カバの角質はタンパク質や微生物、ウンチは未消化の繊維質や微生物が含まれていて、カバのおかげで栄養たっぷりの食べ物が常にある状態なのです。またカバにとっても皮膚をお掃除してもらえて、水の中のウンチを分解してもらえます。

カバの糞(ふん)を食べるナイルティラピア

カバの糞(ふん)を食べるナイルティラピア

 

こういった関係を相利共生と言います。実際カバプールで暮らすナイルティラピアは環境がよいのか、カバ舎のプールの魚のほうが、水槽飼育のものよりも育ちがよいです。加えてオキアミ等の動物性の餌も与えると毎日みるみる成長が見てとれます。これらの採食は観察プールからでもよく見られる光景です。

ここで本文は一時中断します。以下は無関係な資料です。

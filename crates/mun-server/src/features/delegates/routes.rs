use axum::{
    extract::{Multipart, Path, Query, State},
    http::HeaderMap,
    response::Response,
    routing::{delete, get, post},
    Json, Router,
};
use serde_json::json;

use crate::api::ApiResponse;
use crate::auth::require_presidium;
use crate::error::{AppError, AppResult};
use crate::features::shared::csv as csv_util;
use crate::features::users::routes::read_file_field;
use crate::features::{current_user, FeatureState};
use crate::models::DelegateView;

use super::commands::{self, UpsertDelegateCommand};
use super::queries::{self, ListDelegatesQuery};

pub fn delegates_routes() -> Router<FeatureState> {
    Router::new()
        .route("/", get(list_delegates).post(upsert_delegate))
        .route("/import", post(import_delegates))
        .route("/export", get(export_delegates))
        .route("/:id", delete(delete_delegate))
}

#[tracing::instrument(skip(state, headers, query))]
async fn list_delegates(
    State(state): State<FeatureState>,
    headers: HeaderMap,
    Query(query): Query<ListDelegatesQuery>,
) -> AppResult<Json<ApiResponse<Vec<DelegateView>>>> {
    let actor = current_user(&state, &headers, None).await?;
    require_presidium(&actor)?;

    let response = queries::list::handle(state.db.clone(), query).await?;
    let meta = json!({ "pagination": response.pagination });

    Ok(Json(ApiResponse::success_with_meta(response.items, meta)))
}

#[tracing::instrument(skip(state, headers, body))]
async fn upsert_delegate(
    State(state): State<FeatureState>,
    headers: HeaderMap,
    Json(body): Json<serde_json::Value>,
) -> AppResult<Json<ApiResponse<DelegateView>>> {
    let actor = current_user(&state, &headers, Some(&body)).await?;
    require_presidium(&actor)?;

    let command: UpsertDelegateCommand = serde_json::from_value(body)
        .map_err(|e| AppError::BadRequest(format!("Invalid request body: {}", e)))?;

    let delegate = commands::upsert::handle(&state, command).await?;

    Ok(Json(ApiResponse::success(delegate)))
}

#[tracing::instrument(skip(state, headers), fields(id = %id))]
async fn delete_delegate(
    State(state): State<FeatureState>,
    headers: HeaderMap,
    Path(id): Path<i64>,
) -> AppResult<Json<ApiResponse<serde_json::Value>>> {
    let actor = current_user(&state, &headers, None).await?;
    require_presidium(&actor)?;

    commands::delete::handle(&state, id).await?;

    Ok(Json(ApiResponse::success(json!({ "deleted": true }))))
}

#[tracing::instrument(skip(state, headers, multipart))]
async fn import_delegates(
    State(state): State<FeatureState>,
    headers: HeaderMap,
    multipart: Multipart,
) -> AppResult<Json<ApiResponse<csv_util::ImportReport>>> {
    let actor = current_user(&state, &headers, None).await?;
    require_presidium(&actor)?;

    let bytes = read_file_field(multipart).await?;
    let report = commands::import::handle(&state, &bytes).await?;

    Ok(Json(ApiResponse::success(report)))
}

#[tracing::instrument(skip(state, headers))]
async fn export_delegates(
    State(state): State<FeatureState>,
    headers: HeaderMap,
) -> AppResult<Response> {
    let actor = current_user(&state, &headers, None).await?;
    require_presidium(&actor)?;

    let body = queries::export::handle(state.db.clone()).await?;
    Ok(csv_util::attachment(queries::export::EXPORT_FILENAME, body))
}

いったん激減した魚が数を増やし成長していく様は、生命力に溢れています。カバとともに、魚の成長もご覧ください。

 

カバ舎と魚たちの展望

ナイルティラピアの生態をより詳しく観察すること、また、その営みを彼らがより行いやすく、また観察しやすく工夫すること・・・。やるべきことが沢山あります。さらにナイルティラピア以外の水生生物を導入することで、少しでも本来の生息環境に近づくかもしれません。カバの故郷の水の中は多様な生物が住んでいて、それぞれ驚きの生活を営んでいます。私たちはまた、新たなことを身近で学べるかもしれません。そう考えていると、カバ舎は楽しみに事欠きません。なにより水中の活性化はカバと魚ためにもなる、そう思えるのです。